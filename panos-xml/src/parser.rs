use std::fs;
use std::path::Path;

use quick_xml::events::Event;
use quick_xml::name::QName;
use quick_xml::Reader;
use thiserror::Error;

use crate::tree::XmlNode;

/// Tag of the synthetic element used to parse fragments.
const FRAGMENT_ROOT: &str = "panos-xml-fragment";

/// Errors that can occur while parsing XML into an [`XmlNode`] tree.
#[derive(Debug, Error)]
pub enum ParseError {
    /// Input XML could not be decoded or tokenized.
    #[error("failed to parse XML: {0}")]
    Xml(#[from] quick_xml::Error),
    /// Input bytes were not valid UTF-8 for tag/attribute/text extraction.
    #[error("invalid UTF-8 while parsing XML: {0}")]
    Utf8(#[from] std::str::Utf8Error),
    /// Failed to decode text entity or bytes.
    #[error("failed to decode XML text: {0}")]
    Escape(#[from] quick_xml::escape::EscapeError),
    /// Failed to read input file.
    #[error("failed to read XML file: {0}")]
    Io(#[from] std::io::Error),
    /// Structural issue in XML document.
    #[error("malformed XML: {0}")]
    Malformed(String),
}

/// Parse XML bytes into an [`XmlNode`] tree.
pub fn parse(xml: &[u8]) -> Result<XmlNode, ParseError> {
    let mut reader = Reader::from_reader(xml);
    reader.config_mut().trim_text(false);

    let mut buf = Vec::new();
    let mut stack: Vec<XmlNode> = Vec::new();
    let mut root: Option<XmlNode> = None;

    loop {
        match reader.read_event_into(&mut buf)? {
            Event::Start(e) => {
                let node = build_node_start(&e, &reader)?;
                stack.push(node);
            }
            Event::Empty(e) => {
                let node = build_node_start(&e, &reader)?;
                attach(&mut stack, &mut root, node)?;
            }
            Event::Text(e) => {
                if let Some(current) = stack.last_mut() {
                    let text = e.unescape()?.into_owned();
                    push_text(current, text);
                }
            }
            Event::CData(e) => {
                if let Some(current) = stack.last_mut() {
                    let text = std::str::from_utf8(e.as_ref())?.to_string();
                    push_text(current, text);
                }
            }
            Event::End(_) => {
                let node = stack.pop().ok_or_else(|| {
                    ParseError::Malformed("encountered closing tag without open tag".to_string())
                })?;
                attach(&mut stack, &mut root, node)?;
            }
            Event::Eof => break,
            Event::Decl(_) | Event::PI(_) | Event::DocType(_) | Event::Comment(_) => {}
        }
        buf.clear();
    }

    if !stack.is_empty() {
        return Err(ParseError::Malformed(
            "unclosed element(s) at end of document".to_string(),
        ));
    }

    root.ok_or_else(|| ParseError::Malformed("no root element found".to_string()))
}

/// Parse an XML file into an [`XmlNode`] tree.
pub fn parse_file(path: &Path) -> Result<XmlNode, ParseError> {
    let bytes = fs::read(path)?;
    parse(&bytes)
}

/// Parse a fragment that may hold zero or more sibling elements, such as the
/// inner XML captured from a node.
pub fn parse_fragment(xml: &str) -> Result<Vec<XmlNode>, ParseError> {
    if xml.trim().is_empty() {
        return Ok(Vec::new());
    }
    let wrapped = format!("<{FRAGMENT_ROOT}>{xml}</{FRAGMENT_ROOT}>");
    let root = parse(wrapped.as_bytes())?;
    Ok(root.children)
}

fn attach(
    stack: &mut [XmlNode],
    root: &mut Option<XmlNode>,
    node: XmlNode,
) -> Result<(), ParseError> {
    if let Some(parent) = stack.last_mut() {
        parent.children.push(node);
    } else if root.is_none() {
        *root = Some(node);
    } else {
        return Err(ParseError::Malformed(
            "multiple top-level elements found".to_string(),
        ));
    }
    Ok(())
}

fn push_text(current: &mut XmlNode, text: String) {
    if text.trim().is_empty() {
        return;
    }
    match &mut current.text {
        Some(existing) => existing.push_str(&text),
        None => current.text = Some(text),
    }
}

fn build_node_start(
    e: &quick_xml::events::BytesStart<'_>,
    reader: &Reader<&[u8]>,
) -> Result<XmlNode, ParseError> {
    let tag = qname_to_string(e.name())?;
    let mut node = XmlNode::new(tag);

    for attr in e.attributes() {
        let attr = attr.map_err(quick_xml::Error::from)?;
        let key = qname_to_string(attr.key)?;
        let value = attr
            .decode_and_unescape_value(reader.decoder())?
            .into_owned();
        node.attributes.insert(key, value);
    }

    Ok(node)
}

fn qname_to_string(name: QName<'_>) -> Result<String, ParseError> {
    Ok(std::str::from_utf8(name.as_ref())?.to_string())
}
//! Device general settings (`deviceconfig/system`).
//!
//! Only the commonly managed leaves are modeled. Every other child of
//! `<system>` is kept raw and written back untouched, so editing the
//! hostname does not wipe SNMP, syslog or service route settings.

use std::collections::BTreeMap;

use panos_xml::XmlNode;
use serde::{Deserialize, Serialize};

use crate::codec::{era, ConfigObject, Normalizer, Specifier, Wire};
use crate::error::PangoError;
use crate::version::Version;
use crate::wire::{expect_tag, flag, raw_slot, store_raw, text, Emit, RawXml};
use crate::xpath::NetworkScope;

const KIND: &str = "general settings";

/// `<system>` children this codec owns.
const MODELED: [&str; 14] = [
    "hostname",
    "ip-address",
    "netmask",
    "default-gateway",
    "ipv6-address",
    "ipv6-default-gateway",
    "dns-setting",
    "ntp-servers",
    "timezone",
    "domain",
    "update-server",
    "server-verification",
    "login-banner",
    "panorama-server",
];

#[derive(Debug, Clone, Default, PartialEq, Eq, Serialize, Deserialize)]
#[serde(default)]
pub struct General {
    pub hostname: String,
    pub ip_address: String,
    pub netmask: String,
    pub gateway: String,
    pub ipv6_address: String,
    pub ipv6_gateway: String,
    pub dns_primary: String,
    pub dns_secondary: String,
    pub ntp_primary: String,
    pub ntp_secondary: String,
    pub timezone: String,
    pub domain: String,
    pub update_server: String,
    pub verify_update_server: bool,
    pub login_banner: String,
    pub panorama_primary: String,
    pub panorama_secondary: String,
    /// Unmodeled subtrees: `misc` holds the other `<system>` children,
    /// `ntp1`/`ntp2` the NTP authentication settings.
    #[serde(skip)]
    pub raw: BTreeMap<String, String>,
}

impl ConfigObject for General {
    const KIND: &'static str = KIND;
    type Location = NetworkScope;

    fn xpath(loc: &NetworkScope) -> Result<Vec<String>, PangoError> {
        let mut path = loc.device_prefix()?;
        path.push("deviceconfig".to_string());
        path.push("system".to_string());
        Ok(path)
    }

    fn versioning(_version: &Version) -> (Normalizer<Self>, Specifier<Self>) {
        era::<System>()
    }
}

struct System {
    general: General,
    ntp1_auth: Option<RawXml>,
    ntp2_auth: Option<RawXml>,
    misc: Option<RawXml>,
}

impl Wire for System {
    type Entry = General;

    fn specify(e: &General) -> Result<Self, PangoError> {
        Ok(Self {
            ntp1_auth: raw_slot(&e.raw, "ntp1")?,
            ntp2_auth: raw_slot(&e.raw, "ntp2")?,
            misc: raw_slot(&e.raw, "misc")?,
            general: General {
                raw: BTreeMap::new(),
                ..e.clone()
            },
        })
    }

    fn normalize(self) -> General {
        let mut general = self.general;
        store_raw(&mut general.raw, "ntp1", &self.ntp1_auth);
        store_raw(&mut general.raw, "ntp2", &self.ntp2_auth);
        store_raw(&mut general.raw, "misc", &self.misc);
        general
    }

    fn decode(node: &XmlNode) -> Result<Self, PangoError> {
        expect_tag(node, "system", KIND)?;
        let ntp = |slot: &str| {
            node.find(&["ntp-servers", slot, "authentication-type"])
                .map(|auth| RawXml(vec![auth.clone()]))
        };
        let mut rest = node.clone();
        rest.children.retain(|c| {
            !MODELED.contains(&c.tag.as_str()) && c.tag != "panorama-server-2"
        });
        let misc = (!rest.children.is_empty()).then(|| RawXml::capture(&rest));

        Ok(Self {
            general: General {
                hostname: text(node, &["hostname"]),
                ip_address: text(node, &["ip-address"]),
                netmask: text(node, &["netmask"]),
                gateway: text(node, &["default-gateway"]),
                ipv6_address: text(node, &["ipv6-address"]),
                ipv6_gateway: text(node, &["ipv6-default-gateway"]),
                dns_primary: text(node, &["dns-setting", "servers", "primary"]),
                dns_secondary: text(node, &["dns-setting", "servers", "secondary"]),
                ntp_primary: text(node, &["ntp-servers", "primary-ntp-server", "ntp-server-address"]),
                ntp_secondary: text(
                    node,
                    &["ntp-servers", "secondary-ntp-server", "ntp-server-address"],
                ),
                timezone: text(node, &["timezone"]),
                domain: text(node, &["domain"]),
                update_server: text(node, &["update-server"]),
                verify_update_server: flag(node, &["server-verification"]),
                login_banner: text(node, &["login-banner"]),
                panorama_primary: text(node, &["panorama-server"]),
                panorama_secondary: text(node, &["panorama-server-2"]),
                raw: BTreeMap::new(),
            },
            ntp1_auth: ntp("primary-ntp-server"),
            ntp2_auth: ntp("secondary-ntp-server"),
            misc,
        })
    }

    fn encode(&self) -> XmlNode {
        let g = &self.general;
        let mut node = XmlNode::new("system");
        node.text_el("hostname", &g.hostname);
        node.text_el("ip-address", &g.ip_address);
        node.text_el("netmask", &g.netmask);
        node.text_el("default-gateway", &g.gateway);
        node.text_el("ipv6-address", &g.ipv6_address);
        node.text_el("ipv6-default-gateway", &g.ipv6_gateway);
        if !g.dns_primary.is_empty() || !g.dns_secondary.is_empty() {
            let mut servers = XmlNode::new("servers");
            servers.text_el("primary", &g.dns_primary);
            servers.text_el("secondary", &g.dns_secondary);
            node.children
                .push(XmlNode::new("dns-setting").child(servers));
        }
        let mut ntp = XmlNode::new("ntp-servers");
        for (slot, address, auth) in [
            ("primary-ntp-server", &g.ntp_primary, &self.ntp1_auth),
            ("secondary-ntp-server", &g.ntp_secondary, &self.ntp2_auth),
        ] {
            if address.is_empty() {
                continue;
            }
            let mut server = XmlNode::new(slot);
            server.text_el("ntp-server-address", address);
            if let Some(auth) = auth {
                server.children.extend(auth.0.iter().cloned());
            }
            ntp.children.push(server);
        }
        if !ntp.children.is_empty() {
            node.children.push(ntp);
        }
        node.text_el("timezone", &g.timezone);
        node.text_el("domain", &g.domain);
        node.text_el("update-server", &g.update_server);
        node.flag_el("server-verification", g.verify_update_server);
        node.text_el("login-banner", &g.login_banner);
        node.text_el("panorama-server", &g.panorama_primary);
        node.text_el("panorama-server-2", &g.panorama_secondary);
        if let Some(misc) = &self.misc {
            node.children.extend(misc.0.iter().cloned());
        }
        node
    }
}
//! Rule audit comments.

use std::time::Duration;

use chrono::{DateTime, FixedOffset};
use panos_xml::XmlNode;
use serde::Serialize;

use super::logs;
use crate::client::{Direction, LogQuery};
use crate::error::PangoError;
use crate::namespace::Common;
use crate::wire::text;
use crate::xpath::{segment_names, segment_tag, split};

const LOG_POLL: Duration = Duration::from_millis(500);

/// One committed audit comment.
#[derive(Debug, Clone, Default, PartialEq, Eq, Serialize)]
pub struct AuditComment {
    pub admin: String,
    pub comment: String,
    pub config_version: String,
    pub time_generated: String,
    pub time: Option<DateTime<FixedOffset>>,
}

/// Stage `comment` against the rule at `xpath`.
pub(crate) fn set(common: &Common<'_>, xpath: &str, comment: &str) -> Result<(), PangoError> {
    let cmd = XmlNode::new("set").child(
        XmlNode::new("audit-comment")
            .child(XmlNode::with_text("xpath", xpath))
            .child(XmlNode::with_text("comment", comment)),
    );
    common
        .op(&cmd, "")
        .map(drop)
        .map_err(|e| e.during("set audit comment", xpath))
}

/// The staged audit comment on the rule at `xpath`, or empty.
pub(crate) fn current(common: &Common<'_>, xpath: &str) -> Result<String, PangoError> {
    let cmd = XmlNode::new("show").child(
        XmlNode::new("config").child(
            XmlNode::new("list")
                .child(XmlNode::new("audit-comments").child(XmlNode::with_text("xpath", xpath))),
        ),
    );
    let result = common
        .op(&cmd, "")
        .map_err(|e| e.during("show audit comment", xpath))?;
    Ok(result
        .descendants("entry")
        .into_iter()
        .next()
        .map(|e| text(e, &["comment"]))
        .unwrap_or_default())
}

/// Committed audit comments of the rule at `xpath`.
pub(crate) fn history(
    common: &Common<'_>,
    xpath: &str,
    direction: Direction,
    nlogs: u32,
    skip: u32,
) -> Result<Vec<AuditComment>, PangoError> {
    let query = LogQuery {
        log_type: "config".to_string(),
        query: history_query(xpath)?,
        direction,
        nlogs,
        skip,
        ..LogQuery::default()
    };
    let entries = logs::retrieve(common.client, &query, LOG_POLL, None)
        .map_err(|e| e.during("audit comment history", xpath))?;
    Ok(entries
        .into_iter()
        .map(|entry| AuditComment {
            admin: entry.field("admin").to_string(),
            comment: entry.field("comment").to_string(),
            config_version: entry.field("config_ver").to_string(),
            time_generated: entry.time_generated.clone(),
            time: entry.time,
        })
        .collect())
}

/// Build the config log filter for the rule at `xpath`.
///
/// The scope token is the vsys or device group name (`shared` otherwise)
/// and the rulebase token is whichever rulebase segment the path carries.
pub(crate) fn history_query(xpath: &str) -> Result<String, PangoError> {
    let segments = split(xpath);
    let mut scope = "shared".to_string();
    let mut rulebase = None;
    for (i, segment) in segments.iter().enumerate() {
        match segment_tag(segment) {
            "vsys" | "device-group" => {
                if let Some(name) = segments
                    .get(i + 1)
                    .and_then(|next| segment_names(next).into_iter().next())
                {
                    scope = name;
                }
            }
            tag @ ("rulebase" | "pre-rulebase" | "post-rulebase") => rulebase = Some(tag),
            _ => {}
        }
    }
    let rulebase = rulebase.ok_or_else(|| {
        PangoError::validation(format!("{xpath} is not inside a rulebase"))
    })?;
    let rule = segments
        .last()
        .and_then(|s| segment_names(s).into_iter().next())
        .ok_or_else(|| PangoError::validation(format!("{xpath} does not name a rule")))?;
    Ok(format!(
        "(subtype eq audit-comment) and (path contains '\\'{rule}\\'') and (path contains '{rulebase}') and (path contains '{scope}')"
    ))
}

#[cfg(test)]
mod tests {
    use super::history_query;

    #[test]
    fn query_derives_scope_and_rulebase() {
        let q = history_query(
            "/config/devices/entry[@name='localhost.localdomain']/device-group/entry[@name='DG1']/post-rulebase/security/rules/entry[@name='r1']",
        )
        .expect("query");
        assert_eq!(
            q,
            "(subtype eq audit-comment) and (path contains '\\'r1\\'') and (path contains 'post-rulebase') and (path contains 'DG1')"
        );
        let vsys = history_query(
            "/config/devices/entry[@name='localhost.localdomain']/vsys/entry[@name='vsys2']/rulebase/security/rules/entry[@name='r1']",
        )
        .expect("query");
        assert_eq!(
            vsys,
            "(subtype eq audit-comment) and (path contains '\\'r1\\'') and (path contains 'rulebase') and (path contains 'vsys2')"
        );
        let shared = history_query("/config/shared/pre-rulebase/nat/rules/entry[@name='n']")
            .expect("query");
        assert!(shared.ends_with("(path contains 'shared')"));
        assert!(history_query("/config/shared/address/entry[@name='a']").is_err());
    }
}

-*-*-

- WHAT TO WORK ON
Repeat exactly the lines of the listing above, from the one with "entity or bytes." down to the one with "let mut buf = Vec::new();"; both of those lines belong in the range.

- ANSWER TO THE EXERCISE
    /// Failed to decode text entity or bytes.
    #[error("failed to decode XML text: {0}")]
    Escape(#[from] quick_xml::escape::EscapeError),
    /// Failed to read input file.
    #[error("failed to read XML file: {0}")]
    Io(#[from] std::io::Error),
    /// Structural issue in XML document.
    #[error("malformed XML: {0}")]
    Malformed(String),
}

/// Parse XML bytes into an [`XmlNode`] tree.
pub fn parse(xml: &[u8]) -> Result<XmlNode, ParseError> {
    let mut reader = Reader::from_reader(xml);
    reader.config_mut().trim_text(false);

    let mut buf = Vec::new();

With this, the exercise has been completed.